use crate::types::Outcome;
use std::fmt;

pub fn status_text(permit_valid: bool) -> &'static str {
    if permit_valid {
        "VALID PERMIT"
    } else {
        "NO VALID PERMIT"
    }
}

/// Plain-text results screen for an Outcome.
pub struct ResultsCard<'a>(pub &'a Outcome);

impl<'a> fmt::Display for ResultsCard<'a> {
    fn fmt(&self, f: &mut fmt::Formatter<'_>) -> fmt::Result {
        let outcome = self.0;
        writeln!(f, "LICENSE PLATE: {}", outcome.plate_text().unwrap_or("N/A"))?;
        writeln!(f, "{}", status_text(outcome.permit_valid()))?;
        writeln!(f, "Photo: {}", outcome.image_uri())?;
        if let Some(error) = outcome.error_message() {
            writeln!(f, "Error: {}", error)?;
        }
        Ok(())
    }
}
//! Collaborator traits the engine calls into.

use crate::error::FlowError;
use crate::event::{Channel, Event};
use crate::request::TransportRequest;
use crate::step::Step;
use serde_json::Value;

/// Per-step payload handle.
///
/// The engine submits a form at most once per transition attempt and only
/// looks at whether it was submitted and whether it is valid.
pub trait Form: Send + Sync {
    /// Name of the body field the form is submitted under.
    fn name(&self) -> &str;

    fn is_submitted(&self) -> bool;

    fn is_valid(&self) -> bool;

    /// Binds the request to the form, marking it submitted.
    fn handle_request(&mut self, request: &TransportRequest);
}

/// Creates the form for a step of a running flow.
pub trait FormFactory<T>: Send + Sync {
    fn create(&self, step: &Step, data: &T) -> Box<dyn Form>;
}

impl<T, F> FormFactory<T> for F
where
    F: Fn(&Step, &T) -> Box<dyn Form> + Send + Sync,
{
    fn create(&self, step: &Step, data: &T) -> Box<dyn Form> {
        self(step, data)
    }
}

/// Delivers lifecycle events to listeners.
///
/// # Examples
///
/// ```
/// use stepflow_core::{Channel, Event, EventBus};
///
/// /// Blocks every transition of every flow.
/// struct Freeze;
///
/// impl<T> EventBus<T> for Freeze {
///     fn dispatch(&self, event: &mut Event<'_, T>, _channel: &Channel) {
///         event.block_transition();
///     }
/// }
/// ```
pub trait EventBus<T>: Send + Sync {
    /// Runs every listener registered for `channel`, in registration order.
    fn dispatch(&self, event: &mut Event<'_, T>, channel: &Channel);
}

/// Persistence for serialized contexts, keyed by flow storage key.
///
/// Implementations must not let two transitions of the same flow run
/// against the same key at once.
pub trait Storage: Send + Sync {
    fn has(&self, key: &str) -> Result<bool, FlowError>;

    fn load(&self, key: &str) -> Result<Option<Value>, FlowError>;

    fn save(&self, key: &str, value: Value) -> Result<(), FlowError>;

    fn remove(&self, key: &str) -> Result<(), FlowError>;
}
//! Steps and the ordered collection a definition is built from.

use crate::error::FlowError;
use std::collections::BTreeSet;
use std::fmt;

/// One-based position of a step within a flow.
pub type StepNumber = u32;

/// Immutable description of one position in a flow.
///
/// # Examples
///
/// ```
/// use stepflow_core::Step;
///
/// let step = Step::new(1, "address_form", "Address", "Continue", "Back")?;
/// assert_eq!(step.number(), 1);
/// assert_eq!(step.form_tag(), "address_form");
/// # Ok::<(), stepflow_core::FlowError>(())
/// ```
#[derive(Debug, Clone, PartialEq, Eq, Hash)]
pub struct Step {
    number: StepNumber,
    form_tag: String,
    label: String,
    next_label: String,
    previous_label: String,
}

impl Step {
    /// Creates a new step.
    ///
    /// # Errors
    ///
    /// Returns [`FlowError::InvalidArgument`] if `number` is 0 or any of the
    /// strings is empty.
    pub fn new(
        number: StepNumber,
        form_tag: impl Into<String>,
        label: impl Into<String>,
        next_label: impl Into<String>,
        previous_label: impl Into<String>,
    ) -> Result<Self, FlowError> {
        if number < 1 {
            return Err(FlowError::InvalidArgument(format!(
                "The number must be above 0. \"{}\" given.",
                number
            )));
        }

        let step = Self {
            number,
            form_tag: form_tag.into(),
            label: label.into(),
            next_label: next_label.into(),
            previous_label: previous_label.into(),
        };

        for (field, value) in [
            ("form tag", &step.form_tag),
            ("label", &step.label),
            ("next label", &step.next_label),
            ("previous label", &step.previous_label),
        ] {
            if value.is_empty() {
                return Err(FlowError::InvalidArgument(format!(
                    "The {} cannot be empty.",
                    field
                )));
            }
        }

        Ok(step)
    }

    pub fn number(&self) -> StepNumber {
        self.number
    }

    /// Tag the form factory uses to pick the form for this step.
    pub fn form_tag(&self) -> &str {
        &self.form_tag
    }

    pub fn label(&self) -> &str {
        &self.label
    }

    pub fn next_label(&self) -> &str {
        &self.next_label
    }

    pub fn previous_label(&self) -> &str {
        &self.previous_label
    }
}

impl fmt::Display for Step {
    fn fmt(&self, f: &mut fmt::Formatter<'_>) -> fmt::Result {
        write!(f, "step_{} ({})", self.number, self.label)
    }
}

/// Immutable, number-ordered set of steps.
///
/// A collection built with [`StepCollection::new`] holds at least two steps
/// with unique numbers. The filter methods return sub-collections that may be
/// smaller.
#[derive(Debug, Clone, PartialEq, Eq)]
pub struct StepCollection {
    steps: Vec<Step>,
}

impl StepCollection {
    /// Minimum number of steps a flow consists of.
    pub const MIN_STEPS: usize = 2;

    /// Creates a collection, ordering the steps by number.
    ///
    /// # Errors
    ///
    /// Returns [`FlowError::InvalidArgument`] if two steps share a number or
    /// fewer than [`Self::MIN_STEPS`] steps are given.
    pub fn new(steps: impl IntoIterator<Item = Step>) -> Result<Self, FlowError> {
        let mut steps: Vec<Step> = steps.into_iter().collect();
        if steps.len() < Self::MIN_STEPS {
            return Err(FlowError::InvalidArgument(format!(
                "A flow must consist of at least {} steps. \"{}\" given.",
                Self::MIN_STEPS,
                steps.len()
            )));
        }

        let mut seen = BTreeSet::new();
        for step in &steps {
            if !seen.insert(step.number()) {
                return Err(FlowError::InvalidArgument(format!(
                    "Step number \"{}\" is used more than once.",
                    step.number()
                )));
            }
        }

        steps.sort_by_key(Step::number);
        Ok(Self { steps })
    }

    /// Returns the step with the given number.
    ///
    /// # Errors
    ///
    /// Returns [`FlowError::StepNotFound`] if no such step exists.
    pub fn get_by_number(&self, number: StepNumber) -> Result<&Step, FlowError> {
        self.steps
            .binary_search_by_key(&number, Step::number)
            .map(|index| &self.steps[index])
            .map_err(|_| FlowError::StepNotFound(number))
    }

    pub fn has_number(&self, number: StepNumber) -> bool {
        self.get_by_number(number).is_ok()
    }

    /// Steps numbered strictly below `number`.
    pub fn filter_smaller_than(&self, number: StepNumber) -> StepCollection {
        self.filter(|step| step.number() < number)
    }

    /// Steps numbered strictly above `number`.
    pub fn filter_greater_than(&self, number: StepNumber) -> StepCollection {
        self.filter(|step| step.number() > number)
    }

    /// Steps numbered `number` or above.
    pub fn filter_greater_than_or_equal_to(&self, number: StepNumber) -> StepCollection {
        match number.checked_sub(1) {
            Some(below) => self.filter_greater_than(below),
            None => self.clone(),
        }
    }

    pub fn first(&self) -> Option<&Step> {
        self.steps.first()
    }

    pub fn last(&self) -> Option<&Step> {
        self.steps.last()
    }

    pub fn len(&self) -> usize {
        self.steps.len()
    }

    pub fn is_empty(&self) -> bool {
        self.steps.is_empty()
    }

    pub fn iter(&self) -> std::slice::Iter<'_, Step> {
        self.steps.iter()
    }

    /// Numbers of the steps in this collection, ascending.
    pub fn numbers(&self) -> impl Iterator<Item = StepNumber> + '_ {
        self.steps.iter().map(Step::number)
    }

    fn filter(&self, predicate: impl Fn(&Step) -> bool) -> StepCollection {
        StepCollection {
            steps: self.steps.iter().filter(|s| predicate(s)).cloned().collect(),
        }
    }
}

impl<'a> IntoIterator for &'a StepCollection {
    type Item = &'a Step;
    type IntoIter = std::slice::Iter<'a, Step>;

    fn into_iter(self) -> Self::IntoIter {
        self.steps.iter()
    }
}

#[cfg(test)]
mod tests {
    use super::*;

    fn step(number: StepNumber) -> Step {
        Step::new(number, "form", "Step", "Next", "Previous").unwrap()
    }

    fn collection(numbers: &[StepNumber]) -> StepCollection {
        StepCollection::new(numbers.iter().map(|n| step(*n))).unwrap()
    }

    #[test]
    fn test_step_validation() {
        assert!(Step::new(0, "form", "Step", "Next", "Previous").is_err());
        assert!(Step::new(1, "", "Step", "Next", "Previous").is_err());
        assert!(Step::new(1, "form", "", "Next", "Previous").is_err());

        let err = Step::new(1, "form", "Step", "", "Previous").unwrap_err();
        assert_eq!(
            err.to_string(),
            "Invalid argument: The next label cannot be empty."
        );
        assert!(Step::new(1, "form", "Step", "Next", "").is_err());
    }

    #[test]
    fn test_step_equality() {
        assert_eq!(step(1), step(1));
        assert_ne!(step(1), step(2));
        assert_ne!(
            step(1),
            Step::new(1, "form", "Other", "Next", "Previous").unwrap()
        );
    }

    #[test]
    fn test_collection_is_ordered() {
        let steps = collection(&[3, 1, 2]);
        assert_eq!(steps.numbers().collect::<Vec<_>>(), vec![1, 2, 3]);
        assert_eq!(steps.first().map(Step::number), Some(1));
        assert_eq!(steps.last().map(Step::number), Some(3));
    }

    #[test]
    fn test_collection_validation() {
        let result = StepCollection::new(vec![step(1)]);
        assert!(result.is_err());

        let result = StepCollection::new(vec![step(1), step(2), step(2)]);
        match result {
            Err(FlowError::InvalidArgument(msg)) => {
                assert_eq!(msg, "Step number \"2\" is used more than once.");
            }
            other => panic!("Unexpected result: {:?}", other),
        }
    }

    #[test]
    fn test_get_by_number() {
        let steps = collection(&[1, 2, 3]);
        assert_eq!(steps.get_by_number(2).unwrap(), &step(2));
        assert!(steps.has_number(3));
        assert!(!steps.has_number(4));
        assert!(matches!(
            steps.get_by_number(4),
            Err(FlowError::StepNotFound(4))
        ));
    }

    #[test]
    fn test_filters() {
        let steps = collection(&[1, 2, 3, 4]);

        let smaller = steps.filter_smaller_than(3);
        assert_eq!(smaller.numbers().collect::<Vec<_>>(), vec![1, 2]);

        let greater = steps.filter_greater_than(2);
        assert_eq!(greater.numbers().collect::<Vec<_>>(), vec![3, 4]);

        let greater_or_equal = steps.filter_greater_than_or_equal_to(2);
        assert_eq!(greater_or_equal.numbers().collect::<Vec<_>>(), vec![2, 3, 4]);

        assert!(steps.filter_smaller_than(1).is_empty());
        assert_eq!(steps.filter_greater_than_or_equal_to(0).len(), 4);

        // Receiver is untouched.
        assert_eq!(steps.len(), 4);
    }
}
——————
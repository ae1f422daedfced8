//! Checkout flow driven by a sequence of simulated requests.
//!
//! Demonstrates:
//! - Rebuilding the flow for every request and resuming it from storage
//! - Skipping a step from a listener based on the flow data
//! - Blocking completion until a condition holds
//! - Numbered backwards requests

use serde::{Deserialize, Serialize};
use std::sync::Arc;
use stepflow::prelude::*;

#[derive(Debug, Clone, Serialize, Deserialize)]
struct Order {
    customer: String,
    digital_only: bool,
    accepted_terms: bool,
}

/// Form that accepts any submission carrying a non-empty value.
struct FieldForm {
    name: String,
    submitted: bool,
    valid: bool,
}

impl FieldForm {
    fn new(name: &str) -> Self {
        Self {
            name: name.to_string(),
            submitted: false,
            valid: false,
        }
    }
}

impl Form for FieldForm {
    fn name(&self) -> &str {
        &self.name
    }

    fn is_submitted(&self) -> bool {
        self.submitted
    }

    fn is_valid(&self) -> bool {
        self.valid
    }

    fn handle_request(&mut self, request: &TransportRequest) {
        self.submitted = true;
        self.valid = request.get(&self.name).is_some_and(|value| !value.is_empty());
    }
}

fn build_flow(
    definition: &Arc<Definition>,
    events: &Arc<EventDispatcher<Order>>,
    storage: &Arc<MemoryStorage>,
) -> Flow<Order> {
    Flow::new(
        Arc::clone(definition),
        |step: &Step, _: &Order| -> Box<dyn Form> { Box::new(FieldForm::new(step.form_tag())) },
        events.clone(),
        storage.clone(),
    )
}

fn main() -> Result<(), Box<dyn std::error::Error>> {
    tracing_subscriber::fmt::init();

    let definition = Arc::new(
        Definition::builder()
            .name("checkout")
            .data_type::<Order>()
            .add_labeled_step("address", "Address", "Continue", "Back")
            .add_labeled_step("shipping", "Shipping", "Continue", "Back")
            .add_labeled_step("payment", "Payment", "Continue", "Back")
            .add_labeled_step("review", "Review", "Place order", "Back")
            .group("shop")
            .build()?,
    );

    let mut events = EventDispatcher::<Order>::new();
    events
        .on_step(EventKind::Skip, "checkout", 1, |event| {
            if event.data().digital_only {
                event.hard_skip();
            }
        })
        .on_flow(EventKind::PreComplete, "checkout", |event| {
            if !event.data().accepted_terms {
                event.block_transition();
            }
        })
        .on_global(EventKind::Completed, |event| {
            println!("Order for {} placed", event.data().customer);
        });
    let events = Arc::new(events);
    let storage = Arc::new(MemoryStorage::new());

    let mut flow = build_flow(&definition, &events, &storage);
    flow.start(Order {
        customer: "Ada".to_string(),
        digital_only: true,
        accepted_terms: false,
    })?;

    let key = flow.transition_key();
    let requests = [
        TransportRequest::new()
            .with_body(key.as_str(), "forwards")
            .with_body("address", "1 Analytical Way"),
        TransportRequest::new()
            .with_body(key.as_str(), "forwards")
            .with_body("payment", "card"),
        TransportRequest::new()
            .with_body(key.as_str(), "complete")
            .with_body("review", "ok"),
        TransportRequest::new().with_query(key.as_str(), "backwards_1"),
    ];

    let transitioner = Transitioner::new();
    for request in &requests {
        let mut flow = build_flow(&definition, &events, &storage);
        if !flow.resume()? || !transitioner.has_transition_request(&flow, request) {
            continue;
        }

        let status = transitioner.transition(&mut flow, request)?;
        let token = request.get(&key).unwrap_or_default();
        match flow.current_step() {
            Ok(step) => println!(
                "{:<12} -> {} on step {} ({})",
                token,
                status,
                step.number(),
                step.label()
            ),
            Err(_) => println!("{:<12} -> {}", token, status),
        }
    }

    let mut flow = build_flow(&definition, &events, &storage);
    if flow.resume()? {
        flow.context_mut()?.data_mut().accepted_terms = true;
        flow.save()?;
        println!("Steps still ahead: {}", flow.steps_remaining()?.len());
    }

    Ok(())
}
——————
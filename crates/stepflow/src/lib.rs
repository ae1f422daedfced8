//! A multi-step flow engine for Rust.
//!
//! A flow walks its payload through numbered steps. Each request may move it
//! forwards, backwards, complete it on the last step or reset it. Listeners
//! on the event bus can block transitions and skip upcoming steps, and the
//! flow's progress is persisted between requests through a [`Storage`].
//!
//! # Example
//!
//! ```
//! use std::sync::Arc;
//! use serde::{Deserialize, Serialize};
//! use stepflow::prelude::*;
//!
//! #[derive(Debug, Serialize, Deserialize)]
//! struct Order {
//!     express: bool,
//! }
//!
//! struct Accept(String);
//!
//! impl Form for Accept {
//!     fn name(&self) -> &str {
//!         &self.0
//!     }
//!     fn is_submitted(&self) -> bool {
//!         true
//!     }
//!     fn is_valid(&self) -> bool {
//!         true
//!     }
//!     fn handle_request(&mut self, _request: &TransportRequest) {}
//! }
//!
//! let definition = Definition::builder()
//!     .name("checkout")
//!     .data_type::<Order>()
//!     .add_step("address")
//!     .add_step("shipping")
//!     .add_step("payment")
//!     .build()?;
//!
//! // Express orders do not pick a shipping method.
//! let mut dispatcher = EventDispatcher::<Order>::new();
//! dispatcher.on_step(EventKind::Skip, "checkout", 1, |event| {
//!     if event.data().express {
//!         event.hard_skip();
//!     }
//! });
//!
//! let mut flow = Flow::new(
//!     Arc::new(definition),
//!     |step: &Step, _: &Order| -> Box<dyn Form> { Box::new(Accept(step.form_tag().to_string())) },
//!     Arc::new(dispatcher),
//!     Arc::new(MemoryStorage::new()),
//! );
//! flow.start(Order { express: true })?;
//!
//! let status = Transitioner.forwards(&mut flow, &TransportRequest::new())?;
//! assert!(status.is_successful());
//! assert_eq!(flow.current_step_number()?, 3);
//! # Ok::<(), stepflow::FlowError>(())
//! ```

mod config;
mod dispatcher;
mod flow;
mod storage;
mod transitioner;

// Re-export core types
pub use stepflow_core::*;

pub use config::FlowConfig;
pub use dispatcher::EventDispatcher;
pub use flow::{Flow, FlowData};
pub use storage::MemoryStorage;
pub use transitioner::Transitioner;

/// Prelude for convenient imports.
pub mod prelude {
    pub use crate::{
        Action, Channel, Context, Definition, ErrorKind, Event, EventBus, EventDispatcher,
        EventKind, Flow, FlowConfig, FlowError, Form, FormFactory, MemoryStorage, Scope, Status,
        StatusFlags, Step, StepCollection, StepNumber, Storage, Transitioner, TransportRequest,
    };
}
——————
DESCRIPTION OF THE TASK: Keeping every character as it is, restate the lines above that run from the line with "impl fmt::Display for" through the line with "least two steps", both included, and nothing else.

ANSWER SECTION:
impl fmt::Display for Step {
    fn fmt(&self, f: &mut fmt::Formatter<'_>) -> fmt::Result {
        write!(f, "step_{} ({})", self.number, self.label)
    }
}

/// Immutable, number-ordered set of steps.
///
/// A collection built with [`StepCollection::new`] holds at least two steps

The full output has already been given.